For this hour together, we will meander into this process as a thing that we can do to attend to our frazzled nervous systems (and weary hearts), in a bonkers world. As a sensory and somatic-rooted practice that we can build (in community and/or alone) that helps us to be more self aware …more attuned with our bodies, and our lived experiences IN our bodies.
I’ll share some prompts, and ramblings …we’ll draw together, and start to imagine building a PRACTICE of noticing, of repetition, of sensory experience. Noticing shape, colour, texture. Getting curious about pace, pressure, tension… movement. We will start to get a FEEL for how we can rest in movement, and make a habit of bringing our bodies into the conversation of our well-being.
About the Facilitator:
Shauna Kaendo, Art Therapist | BFA, RCAT Art therapist in Victoria BC – located on the unceded ancestral territories of the Lekwungen speaking people, Songhees, Esquimalt & Wsanec nations. I AM ACTIVELY LEARNING how to show up better. And maybe you’d like to come bumble along with me. My workshops are rooted in building and maintaining CREATIVE CARE PRACTICES …practicing creative curiosity …a curiosity that we can feel and carry around in our bodies. That affects how we show up in the world, and in (all of) our roles and relationships.
Gretchen Ladd
Workshop Title: Rooted: Bringing Local Plants into the Creative Process
Workshop Overview:
This workshop provides an introduction to integrating plants into the art therapy practice. We will explore the benefits of plants as art materials, healing elements and an opportunity to build reciprocal relationships with the land we live on. We will look at examples of plants in mixed media projects as well as elements of the mindful harvest.Participants will have the opportunity to learn how to make their own cordage and incorporate additional elements to create a healing talisman.
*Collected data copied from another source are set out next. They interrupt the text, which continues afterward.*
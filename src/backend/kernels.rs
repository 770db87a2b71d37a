//! Node dispatch shared by the backends
//!
//! Sources are gathered into logical-order f32 through the flattener, the
//! backend's kernel set computes a contiguous f32 result, and the result is
//! written to the node's storage. `CONT` copies raw elements and is the
//! same everywhere.

use crate::error::{Error, Result};
use crate::format::gguf::GgmlType;
use crate::runtime::flatten::gather_elements;
use crate::runtime::{Context, Op, TensorId, f32_to_bytes, tensor_to_float};

/// `a: [k, m, a2, a3]`, `b: [k, n, ne2, ne3]`, result `[m, n, ne2, ne3]`
#[derive(Debug, Clone, Copy)]
pub(crate) struct MatMulDims {
    pub k: usize,
    pub m: usize,
    pub n: usize,
    pub a2: usize,
    pub a3: usize,
    pub ne2: usize,
    pub ne3: usize,
    /// `b` goes through binary16 first, as for an F16 `a`
    pub round_b_f16: bool,
}

impl MatMulDims {
    /// Start of the `a` matrix broadcast to batch `(i2, i3)`
    #[inline]
    pub fn a_offset(&self, i2: usize, i3: usize) -> usize {
        let (r2, r3) = (self.ne2 / self.a2, self.ne3 / self.a3);
        (i2 / r2 + self.a2 * (i3 / r3)) * self.m * self.k
    }
}

/// Softmax over rows of `ne[0]`; row `(i1, i2, i3)` adds mask row `i1`
#[derive(Debug, Clone, Copy)]
pub(crate) struct SoftMaxDims {
    pub ne: [usize; 4],
    pub scale: f32,
}

/// `q: [d, n_q, n_head, ne3]`, `k: [d, n_kv, n_head_kv, ne3]`,
/// `v: [dv, n_kv, n_head_kv, ne3]`, result `[dv, n_head, n_q, ne3]`
#[derive(Debug, Clone, Copy)]
pub(crate) struct AttnDims {
    pub d: usize,
    pub dv: usize,
    pub n_q: usize,
    pub n_head: usize,
    pub n_kv: usize,
    pub n_head_kv: usize,
    pub ne3: usize,
    pub scale: f32,
    /// Q goes through binary16 first, as for F16 keys
    pub round_q_f16: bool,
}

impl AttnDims {
    /// Decompose an output row index into `(head, query, batch)`
    #[inline]
    pub fn split_row(&self, row: usize) -> (usize, usize, usize) {
        (row % self.n_head, (row / self.n_head) % self.n_q, row / (self.n_head * self.n_q))
    }

    #[inline]
    pub fn q_offset(&self, h: usize, iq: usize, i3: usize) -> usize {
        (iq + self.n_q * (h + self.n_head * i3)) * self.d
    }

    /// Row offset of key/value `0` for query head `h`, in units of rows
    #[inline]
    pub fn kv_row0(&self, h: usize, i3: usize) -> usize {
        let hk = h / (self.n_head / self.n_head_kv);
        self.n_kv * (hk + self.n_head_kv * i3)
    }
}

/// Mask as a dense row-major `[rows, row_len]` table
pub(crate) struct Mask {
    pub values: Vec<f32>,
    pub row_len: usize,
}

impl Mask {
    #[inline]
    pub fn row(&self, r: usize) -> &[f32] {
        &self.values[r * self.row_len..(r + 1) * self.row_len]
    }
}

/// Masked logits are clamped so `±inf` behaves as `±FLT_MAX`: a fully
/// masked row then softmaxes to a uniform distribution instead of NaN.
#[inline]
pub(crate) fn saturate(x: f32) -> f32 {
    x.clamp(-f32::MAX, f32::MAX)
}

#[inline]
pub(crate) fn round_f16(x: f32) -> f32 {
    half::f16::from_f32(x).to_f32()
}

/// One backend's arithmetic
pub(crate) trait KernelSet {
    fn mul_mat(&self, a: &[f32], b: &[f32], dims: &MatMulDims) -> Vec<f32>;

    fn soft_max(&self, x: &[f32], mask: Option<&Mask>, dims: &SoftMaxDims) -> Vec<f32>;

    fn flash_attn(
        &self,
        q: &[f32],
        k: &[f32],
        v: &[f32],
        mask: Option<&Mask>,
        dims: &AttnDims,
    ) -> Vec<f32>;
}

fn read_mask(ctx: &Context, id: Option<&TensorId>) -> Result<Option<Mask>> {
    id.map(|&m| {
        Ok(Mask {
            values: tensor_to_float(ctx, m)?,
            row_len: ctx.tensor(m).ne[0],
        })
    })
    .transpose()
}

/// Execute `node` with `kernels`, writing its contiguous result
pub(crate) fn run_node<K: KernelSet + ?Sized>(
    kernels: &K,
    backend: &str,
    ctx: &Context,
    node: TensorId,
) -> Result<()> {
    let t = ctx.tensor(node);
    let data = t.data.as_ref().ok_or_else(|| {
        Error::backend(backend, format!("node {} ('{}') has no storage", node.index(), t.name))
    })?;
    if data.buffer.backend() != backend {
        return Err(Error::backend(
            backend,
            format!(
                "node {} lives in a '{}' buffer",
                node.index(),
                data.buffer.backend()
            ),
        ));
    }
    tracing::trace!(backend, node = node.index(), op = t.op.name(), "compute node");

    let out = match t.op {
        Op::None | Op::Transpose | Op::Permute(_) => return Ok(()),
        Op::Cont => {
            let bytes = ctx.with_tensor_bytes(t.src[0], gather_elements)?;
            return ctx.tensor_set(node, &bytes, 0);
        }
        Op::MulMat => {
            let (ta, tb) = (ctx.tensor(t.src[0]), ctx.tensor(t.src[1]));
            let dims = MatMulDims {
                k: ta.ne[0],
                m: ta.ne[1],
                n: tb.ne[1],
                a2: ta.ne[2],
                a3: ta.ne[3],
                ne2: tb.ne[2],
                ne3: tb.ne[3],
                round_b_f16: ta.ty == GgmlType::F16,
            };
            let a = tensor_to_float(ctx, t.src[0])?;
            let b = tensor_to_float(ctx, t.src[1])?;
            kernels.mul_mat(&a, &b, &dims)
        }
        Op::SoftMax { scale } => {
            let x = tensor_to_float(ctx, t.src[0])?;
            let mask = read_mask(ctx, t.src.get(1))?;
            let dims = SoftMaxDims { ne: t.ne, scale };
            kernels.soft_max(&x, mask.as_ref(), &dims)
        }
        Op::FlashAttnExt { scale } => {
            let (tq, tk, tv) = (ctx.tensor(t.src[0]), ctx.tensor(t.src[1]), ctx.tensor(t.src[2]));
            let dims = AttnDims {
                d: tq.ne[0],
                dv: tv.ne[0],
                n_q: tq.ne[1],
                n_head: tq.ne[2],
                n_kv: tk.ne[1],
                n_head_kv: tk.ne[2],
                ne3: tq.ne[3],
                scale,
                round_q_f16: tk.ty == GgmlType::F16,
            };
            let q = tensor_to_float(ctx, t.src[0])?;
            let k = tensor_to_float(ctx, t.src[1])?;
            let v = tensor_to_float(ctx, t.src[2])?;
            let mask = read_mask(ctx, t.src.get(3))?;
            kernels.flash_attn(&q, &k, &v, mask.as_ref(), &dims)
        }
    };

    debug_assert_eq!(out.len(), t.nelements());
    ctx.tensor_set(node, &f32_to_bytes(&out), 0)
}
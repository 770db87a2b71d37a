//! Backend-owned byte buffers

use crate::error::{Error, Result};
use std::fmt;
use std::sync::{Arc, RwLock};

/// Shared handle to a block of backend memory.
///
/// Clones refer to the same storage. Reads take a shared lock, writes an
/// exclusive one, so kernels may read sources while the host holds no guard.
#[derive(Clone)]
pub struct BackendBuffer {
    inner: Arc<BufferInner>,
}

struct BufferInner {
    backend: String,
    size: usize,
    data: RwLock<Vec<u8>>,
}

impl BackendBuffer {
    pub fn new(backend: impl Into<String>, size: usize) -> Self {
        Self {
            inner: Arc::new(BufferInner {
                backend: backend.into(),
                size,
                data: RwLock::new(vec![0u8; size]),
            }),
        }
    }

    pub fn size(&self) -> usize {
        self.inner.size
    }

    /// Name of the backend that owns this buffer
    pub fn backend(&self) -> &str {
        &self.inner.backend
    }

    fn check_range(&self, offset: usize, len: usize) -> Result<()> {
        match offset.checked_add(len) {
            Some(end) if end <= self.inner.size => Ok(()),
            _ => Err(Error::backend(
                &self.inner.backend,
                format!(
                    "access {offset}..{} out of bounds for buffer of {} bytes",
                    offset.saturating_add(len),
                    self.inner.size
                ),
            )),
        }
    }

    /// Run `f` over `len` bytes starting at `offset` under a read lock
    pub fn with_bytes<T>(
        &self,
        offset: usize,
        len: usize,
        f: impl FnOnce(&[u8]) -> Result<T>,
    ) -> Result<T> {
        self.check_range(offset, len)?;
        let guard = self
            .inner
            .data
            .read()
            .map_err(|_| Error::backend(&self.inner.backend, "buffer lock poisoned"))?;
        f(&guard[offset..offset + len])
    }

    pub fn read(&self, offset: usize, len: usize) -> Result<Vec<u8>> {
        self.with_bytes(offset, len, |b| Ok(b.to_vec()))
    }

    pub fn write(&self, offset: usize, bytes: &[u8]) -> Result<()> {
        self.check_range(offset, bytes.len())?;
        let mut guard = self
            .inner
            .data
            .write()
            .map_err(|_| Error::backend(&self.inner.backend, "buffer lock poisoned"))?;
        guard[offset..offset + bytes.len()].copy_from_slice(bytes);
        Ok(())
    }
}

impl fmt::Debug for BackendBuffer {
    fn fmt(&self, f: &mut fmt::Formatter<'_>) -> fmt::Result {
        f.debug_struct("BackendBuffer")
            .field("backend", &self.inner.backend)
            .field("size", &self.inner.size)
            .finish()
    }
}
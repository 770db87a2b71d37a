//! Tensor metadata
//!
//! # Layout contract
//!
//! - `ne[i]` is the extent of axis `i`; axis 0 is innermost.
//! - `nb[i]` is the byte stride of axis `i`. For block types `nb[0]` is the
//!   block size in bytes and steps `block_size()` elements at once.
//! - Unused trailing axes have `ne = 1`.
//! - A view has `view_src` set and addresses the source's storage at
//!   `view_offs`; its own strides may be non-contiguous.

use super::buffer::BackendBuffer;
use super::op::Op;
use crate::format::gguf::GgmlType;

pub const MAX_DIMS: usize = 4;

/// Index of a tensor in its [`Context`](super::Context).
///
/// Ids stay valid across [`Context::fork`](super::Context::fork), which is
/// how the same node is addressed on two backends.
#[derive(Debug, Clone, Copy, PartialEq, Eq, Hash, PartialOrd, Ord)]
pub struct TensorId(pub(crate) usize);

impl TensorId {
    pub fn index(self) -> usize {
        self.0
    }
}

/// Placement of a tensor's first byte
#[derive(Debug, Clone)]
pub struct TensorData {
    pub buffer: BackendBuffer,
    pub offset: usize,
}

#[derive(Debug, Clone)]
pub struct TensorMeta {
    pub name: String,
    pub ty: GgmlType,
    pub ne: [usize; MAX_DIMS],
    pub nb: [usize; MAX_DIMS],
    pub op: Op,
    pub src: Vec<TensorId>,
    pub view_src: Option<TensorId>,
    pub view_offs: usize,
    pub data: Option<TensorData>,
}

impl TensorMeta {
    /// Contiguous tensor of `ty` with extents `ne`
    pub(crate) fn contiguous(ty: GgmlType, ne: [usize; MAX_DIMS]) -> Self {
        Self {
            name: String::new(),
            ty,
            ne,
            nb: contiguous_strides(ty, &ne),
            op: Op::None,
            src: Vec::new(),
            view_src: None,
            view_offs: 0,
            data: None,
        }
    }

    pub fn nelements(&self) -> usize {
        self.ne.iter().product()
    }

    /// Bytes spanned from the first to one past the last element
    pub fn nbytes(&self) -> usize {
        if self.ne.contains(&0) {
            return 0;
        }
        let blck = self.ty.block_size();
        let tail: usize = (1..MAX_DIMS).map(|i| (self.ne[i] - 1) * self.nb[i]).sum();
        if blck == 1 {
            self.ty.type_size() + (self.ne[0] - 1) * self.nb[0] + tail
        } else {
            self.ne[0] * self.nb[0] / blck + tail
        }
    }

    pub fn is_contiguous(&self) -> bool {
        self.nb == contiguous_strides(self.ty, &self.ne)
    }

    /// Axis 0 no longer has the smallest stride
    pub fn is_transposed(&self) -> bool {
        self.nb[0] > self.nb[1]
    }

    pub fn is_view(&self) -> bool {
        self.view_src.is_some()
    }
}

pub(crate) fn contiguous_strides(ty: GgmlType, ne: &[usize; MAX_DIMS]) -> [usize; MAX_DIMS] {
    let mut nb = [0usize; MAX_DIMS];
    nb[0] = ty.type_size();
    nb[1] = ty.row_size(ne[0]);
    for i in 2..MAX_DIMS {
        nb[i] = nb[i - 1] * ne[i - 1];
    }
    nb
}
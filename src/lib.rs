//! # attncheck
//!
//! **Numerical equivalence checks for fused attention kernels and vocabulary tokenizers.**
//!
//! attncheck carries a small ggml-style tensor runtime (typed, byte-strided
//! tensors, views, a topologically sorted graph, a measuring allocator) and
//! two backends that execute it: a tiled accelerated backend with a fused
//! online-softmax attention kernel, and a reference CPU backend. On top of
//! that sit two checkers.
//!
//! ## Layout
//!
//! ```text
//! ┌───────────────────────────────┬────────────────────────────────┐
//! │ harness (attn-check)          │ tokenizer (tok-check)          │
//! │ fused vs naive, accel vs CPU  │ SPM / BPE round-trip, BMP probe│
//! ├───────────────────────────────┼────────────────────────────────┤
//! │ backend: Accel, CPU, compare  │ format::gguf: reader, writer   │
//! ├───────────────────────────────┤                                │
//! │ runtime: tensors, graph, alloc│                                │
//! └───────────────────────────────┴────────────────────────────────┘
//! ```
//!
//! ## Design
//!
//! - **Graph first**: ops only record shapes; backends run nodes in order
//! - **Views share storage**: transpose/permute re-stride their source
//! - **Flattener**: every comparison reads tensors in logical element order
//! - **Measure, then allocate**: one compute buffer sized by a dry run

pub mod backend;
pub mod config;
pub mod error;
pub mod format;
pub mod harness;
pub mod quant;
pub mod runtime;
pub mod tokenizer;

pub use backend::{AccelBackend, Backend, BackendKind, CpuBackend, compare_graph_backend};
pub use config::{AttentionShape, GraphMode, HarnessConfig};
pub use error::{Error, Result};
pub use format::{GgmlType, Gguf, GgufWriter};
pub use quant::QuantFormat;
pub use runtime::{Context, Graph, GraphAllocator, TensorId, tensor_to_float};
pub use tokenizer::{Vocab, VocabTokenizer, VocabType, check_roundtrip};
Resources for ongoing learning will be shared and encouraged.
About the Facilitator:
Gretchen Ladd RCC-ACS, RCAT, SEP is an art therapist and counsellor who has provided mental health support and wellness programs to diverse communities for over twenty-five years. She works with adults in her private practice as therapist, workshop facilitator and clinical supervisor. Gretchen also shares her love of art therapy through teaching in local programs and with communities abroad. Her current interests are story telling through weaving and growing and listening to plants.